Policing the camp was not so tough. It was not the urban, packed camp, seething with political and ethnic hatred that Agathe experienced as a teenager in Zaire. There was no sense of impending doom and no swaggering, often drunk, genocidaires to avoid. Yet there were issues – politics bubbled along. The evil government of Bashir and his Janaweed thugs were thoroughly despised. Internal politics manifested themselves in the quest for extra ration cards, prominence on camp committees and thus access to international aid or NGO jobs. There were police issues, too. Domestic violence and petty theft were the most common, but individual disputes too regularly needed refereeing. Although it was not as big an issue here, in the northern camps, efforts had to be made to keep Sudanese rebel groups from recruiting youngsters for their military operations.

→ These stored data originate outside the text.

use colored::Colorize;
use conformance::{CheckStatus, ComparisonResult, ControlResult, ControlStatus, RunReport};

/// Print an info message
pub fn info(msg: &str) {
    println!("{} {}", "ℹ".blue(), msg);
}

/// Print a success message
pub fn success(msg: &str) {
    println!("{} {}", "✓".green(), msg);
}

/// Print a warning message
pub fn warn(msg: &str) {
    println!("{} {}", "⚠".yellow(), msg);
}

/// Print an error message
pub fn error(msg: &str) {
    eprintln!("{} {}", "✗".red(), msg);
}

/// Print a dim/muted message
pub fn dim(msg: &str) {
    println!("  {}", msg.dimmed());
}

/// Print a header/title
pub fn header(title: &str) {
    println!();
    println!("{}", title.bold());
    println!("{}", "─".repeat(title.chars().count()).dimmed());
}

/// Print a section header
pub fn section(title: &str) {
    println!();
    println!("{}", title.cyan().bold());
}

/// Print a key-value pair
pub fn kv(key: &str, value: &str) {
    println!("  {}: {}", key.dimmed(), value);
}

// ============================================================================
// Report Rendering
// ============================================================================

fn control_icon(status: ControlStatus) -> String {
    match status {
        ControlStatus::Passed => "✓".green().to_string(),
        ControlStatus::Failed => "✗".red().to_string(),
        ControlStatus::Skipped => "↷".yellow().to_string(),
    }
}

/// Impact rendered the way profiles declare it
pub fn format_impact(impact: f64) -> String {
    format!("{impact:.1}")
}

/// One-line description of a failed check
pub fn describe_check(check: &ComparisonResult) -> String {
    let expected = check
        .expected
        .as_ref()
        .map_or_else(|| "<unchecked>".to_string(), ToString::to_string);
    let actual = check
        .actual
        .as_ref()
        .map_or_else(|| "<missing>".to_string(), ToString::to_string);
    let mut line = format!(
        "{} [{}]: expected {expected}, got {actual}",
        check.path, check.instance
    );
    if let Some(detail) = &check.detail {
        line.push_str(&format!(" ({detail})"));
    }
    line
}

fn print_control(result: &ControlResult, verbose: bool) {
    println!(
        "  {} {} {} {}",
        control_icon(result.status),
        result.id.bold(),
        result.title,
        format!("[impact {}]", format_impact(result.impact)).dimmed()
    );

    if result.status == ControlStatus::Skipped {
        if let Some(reason) = result.checks.iter().find_map(|c| c.detail.as_deref()) {
            println!("      {}", reason.dimmed());
        }
        return;
    }

    for diagnostic in &result.diagnostics {
        println!("      {} {}", "!".red().bold(), diagnostic);
    }
    for check in &result.checks {
        match check.status {
            CheckStatus::Fail => println!("      {} {}", "✗".red(), describe_check(check)),
            CheckStatus::Pass if verbose => println!(
                "      {} {} [{}]",
                "✓".green(),
                check.path.dimmed(),
                check.instance.dimmed()
            ),
            _ => {}
        }
    }
}

/// Print a run report as text
///
/// Passing checks are listed only when `verbose` is set.
pub fn print_report(report: &RunReport, threshold: f64, verbose: bool) {
    header("Conformance Report");
    kv("Started", &report.started_at.to_rfc3339());
    println!();

    for result in &report.controls {
        print_control(result, verbose);
    }

    let summary = report.summary();
    section("Summary");
    kv("Controls", &summary.total().to_string());
    kv("Passed", &summary.passed.to_string().green().to_string());
    kv("Failed", &summary.failed.to_string().red().to_string());
    kv("Skipped", &summary.skipped.to_string().yellow().to_string());
    kv("Checks", &summary.total_checks().to_string());
    println!();

    if summary.skipped > 0 {
        info(&format!("{} control(s) skipped", summary.skipped));
    }
    if !report.conformant() {
        warn("A full-impact control failed; the cluster is not conformant");
    }

    let blocking = report.failed_at_or_above(threshold);
    if blocking.is_empty() {
        success(&format!(
            "No control with impact ≥ {} failed",
            format_impact(threshold)
        ));
    } else {
        let ids: Vec<&str> = blocking.iter().map(|r| r.id.as_str()).collect();
        error(&format!(
            "{} control(s) with impact ≥ {} failed: {}",
            blocking.len(),
            format_impact(threshold),
            ids.join(", ")
        ));
    }
}
//! Control registry - validated, ordered set of controls for a run

use crate::control::Control;
use crate::error::{Error, Result};
use std::collections::BTreeSet;

/// Controls registered for a run, kept in registration order
#[derive(Debug, Clone, Default)]
pub struct Registry {
    controls: Vec<Control>,
}

impl Registry {
    /// Create an empty registry
    pub fn new() -> Self {
        Self::default()
    }

    /// Register a control
    ///
    /// Rejects duplicate ids, impacts outside `[0.0, 1.0]` and controls
    /// without checks.
    pub fn register(&mut self, control: Control) -> Result<()> {
        if !(0.0..=1.0).contains(&control.impact) {
            return Err(Error::InvalidControl {
                id: control.id,
                message: format!("impact {} is outside [0.0, 1.0]", control.impact),
            });
        }
        if self.contains(&control.id) {
            return Err(Error::InvalidControl {
                id: control.id,
                message: "duplicate control id".to_string(),
            });
        }
        if control.rules.is_empty() {
            return Err(Error::InvalidControl {
                id: control.id,
                message: "control has no checks".to_string(),
            });
        }
        log::trace!("Registered control '{}'", control.id);
        self.controls.push(control);
        Ok(())
    }

    /// Register several controls, stopping at the first rejection
    pub fn register_all(&mut self, controls: impl IntoIterator<Item = Control>) -> Result<()> {
        for control in controls {
            self.register(control)?;
        }
        Ok(())
    }

    /// Keep only the named controls; no filter keeps everything
    pub fn select(self, ids: Option<&[String]>) -> Result<Self> {
        let Some(ids) = ids else {
            return Ok(self);
        };
        if let Some(unknown) = ids.iter().find(|id| !self.contains(id)) {
            return Err(Error::UnknownControl(unknown.clone()));
        }
        let wanted: BTreeSet<&str> = ids.iter().map(String::as_str).collect();
        let controls = self
            .controls
            .into_iter()
            .filter(|c| wanted.contains(c.id.as_str()))
            .collect();
        Ok(Self { controls })
    }

    /// Whether a control id is registered
    pub fn contains(&self, id: &str) -> bool {
        self.controls.iter().any(|c| c.id == id)
    }

    /// Registered controls
    pub fn controls(&self) -> &[Control] {
        &self.controls
    }

    /// Registered ids in registration order
    pub fn ids(&self) -> impl Iterator<Item = &str> {
        self.controls.iter().map(|c| c.id.as_str())
    }

    /// Number of registered controls
    pub fn len(&self) -> usize {
        self.controls.len()
    }

    /// Check if the registry is empty
    pub fn is_empty(&self) -> bool {
        self.controls.is_empty()
    }
}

Agathe’s duty was to be present at the health clinic, to assure that the several hundred refugees stayed in line (they almost always did) and waited their turn. Once she had calmed emotional agitation after a (natural) death and she had otherwise ensured other orderly funeral processions. The clinic was a good place to listen and Agathe was frequently approached with various complaints.

“Madame?” a young woman queried.

“Yes,” Agathe responded, “Good morning.”

The girl introduced herself as Fatima. She was slender, fine featured, dressed head to foot in the local style in an off-yellow wrap; her head carefully covered. She nervously gathered her courage and asked if they could have a private talk. Agathe assured her that confidences would be respected.

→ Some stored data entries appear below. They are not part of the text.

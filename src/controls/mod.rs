//! GKE control catalogue
//!
//! Controls are grouped into profiles the same way the cluster, service
//! account and access checks are run in practice: each profile reads only
//! the outputs of the module it verifies.

pub mod access;
pub mod account;
pub mod cluster;
pub mod node_pools;

use crate::inputs::{AccessInputs, AccountInputs, ClusterInputs};
use clap::ValueEnum;
use conformance::{AttributeRule, Declaration, FeatureFlags, Registry, Resolution, Result};
use serde_json::Value;
use std::fmt;

/// Observed resource kinds
pub mod kinds {
    pub const CLUSTER: &str = "container.cluster";
    pub const NODE_POOL: &str = "container.node_pool";
    pub const SERVICE_ACCOUNT: &str = "iam.service_account";
    pub const PROJECT_BINDING: &str = "iam.project_binding";
    pub const BUCKET_BINDING: &str = "storage.bucket_binding";
    pub const REPOSITORY_BINDING: &str = "artifactregistry.repository_binding";
    pub const HTTP_ENDPOINT: &str = "http.endpoint";
    pub const COMMAND: &str = "command";
}

/// A group of controls that verify one module
#[derive(Debug, Clone, Copy, PartialEq, Eq, ValueEnum)]
pub enum Profile {
    /// Cluster, node pools and auto-provisioned pools
    Cluster,
    /// Node service account and its role bindings
    Sa,
    /// Control plane reachability
    Access,
    /// Every profile
    All,
}

impl Profile {
    fn includes(self, other: Profile) -> bool {
        self == Profile::All || self == other
    }
}

impl fmt::Display for Profile {
    fn fmt(&self, f: &mut fmt::Formatter<'_>) -> fmt::Result {
        match self {
            Self::Cluster => write!(f, "cluster"),
            Self::Sa => write!(f, "sa"),
            Self::Access => write!(f, "access"),
            Self::All => write!(f, "all"),
        }
    }
}

/// Static description of a control
#[derive(Debug, Clone, Copy, PartialEq)]
pub struct ControlInfo {
    pub id: &'static str,
    pub title: &'static str,
    pub impact: f64,
    pub profile: Profile,
}

/// Every control, in catalogue order
pub static CATALOGUE: [ControlInfo; 9] = [
    cluster::INFO,
    node_pools::NODE_POOLS,
    node_pools::NAP_POOLS,
    account::SERVICE_ACCOUNT,
    account::PROJECT,
    account::GCR_ROLE,
    account::GAR_ROLE,
    access::API,
    access::KUBECONFIG,
];

/// Controls in a profile
pub fn describe(profile: Profile) -> impl Iterator<Item = &'static ControlInfo> {
    CATALOGUE.iter().filter(move |c| profile.includes(c.profile))
}

/// Registered controls plus the flags they are evaluated under
#[derive(Debug)]
pub struct Catalogue {
    pub registry: Registry,
    pub flags: FeatureFlags,
}

/// Build every control in a profile from the declaration
///
/// Fails when an output the profile needs is missing or malformed.
pub fn build(profile: Profile, declaration: &Declaration) -> Result<Catalogue> {
    let mut registry = Registry::new();
    let mut flags = FeatureFlags::new();

    if profile.includes(Profile::Cluster) {
        let inputs = ClusterInputs::from_declaration(declaration)?;
        flags = flags.overlay(&inputs.flags());
        registry.register_all([
            cluster::control(&inputs),
            node_pools::node_pools(&inputs),
            node_pools::nap_pools(&inputs),
        ])?;
    }

    if profile.includes(Profile::Sa) {
        let inputs = AccountInputs::from_declaration(declaration)?;
        flags = flags.overlay(&inputs.flags()?);
        registry.register_all([
            account::service_account(&inputs),
            account::project(&inputs),
            account::gcr_role(&inputs)?,
            account::gar_role(&inputs)?,
        ])?;
    }

    if profile.includes(Profile::Access) {
        let inputs = AccessInputs::from_declaration(declaration)?;
        registry.register_all([access::api(&inputs), access::kubeconfig()])?;
    }

    log::debug!("Built {} controls for '{}'", registry.len(), profile);
    Ok(Catalogue { registry, flags })
}

// Shorthands for the common rule shapes

fn fixed(path: &'static str, value: impl Into<conformance::Expected>) -> AttributeRule {
    AttributeRule::always(path, Resolution::fixed(value))
}

fn absent(path: &'static str) -> AttributeRule {
    AttributeRule::always(path, Resolution::Absent)
}

fn present(path: &'static str) -> AttributeRule {
    AttributeRule::always(path, Resolution::Fixed(conformance::Expected::Present))
}

fn setting(path: &'static str, key: &'static str) -> AttributeRule {
    AttributeRule::always(path, Resolution::setting(key))
}

/// Copy a field of a decoded document, null when missing
fn field(document: &Value, key: &str) -> Value {
    document.get(key).cloned().unwrap_or(Value::Null)
}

“My uncle,” Fatima said, “wants to take me for a wife and says he will force me if I do not agree. I am only seventeen. He said today was the day. He will come for me tonight. My father is dead, my brothers too young and my mother depends on the family. She cannot help me. I detest this man. Living with him would mean slavery and rape. Can you help me? Can you hide me?” She began to weep quietly.

Agathe felt the girl’s desperation, but as yet no crime had been committed. Local culture sanctioned arranged marriages that often had some element of coercion to them, especially between older men and younger women. “Tell me more about him,” she asked.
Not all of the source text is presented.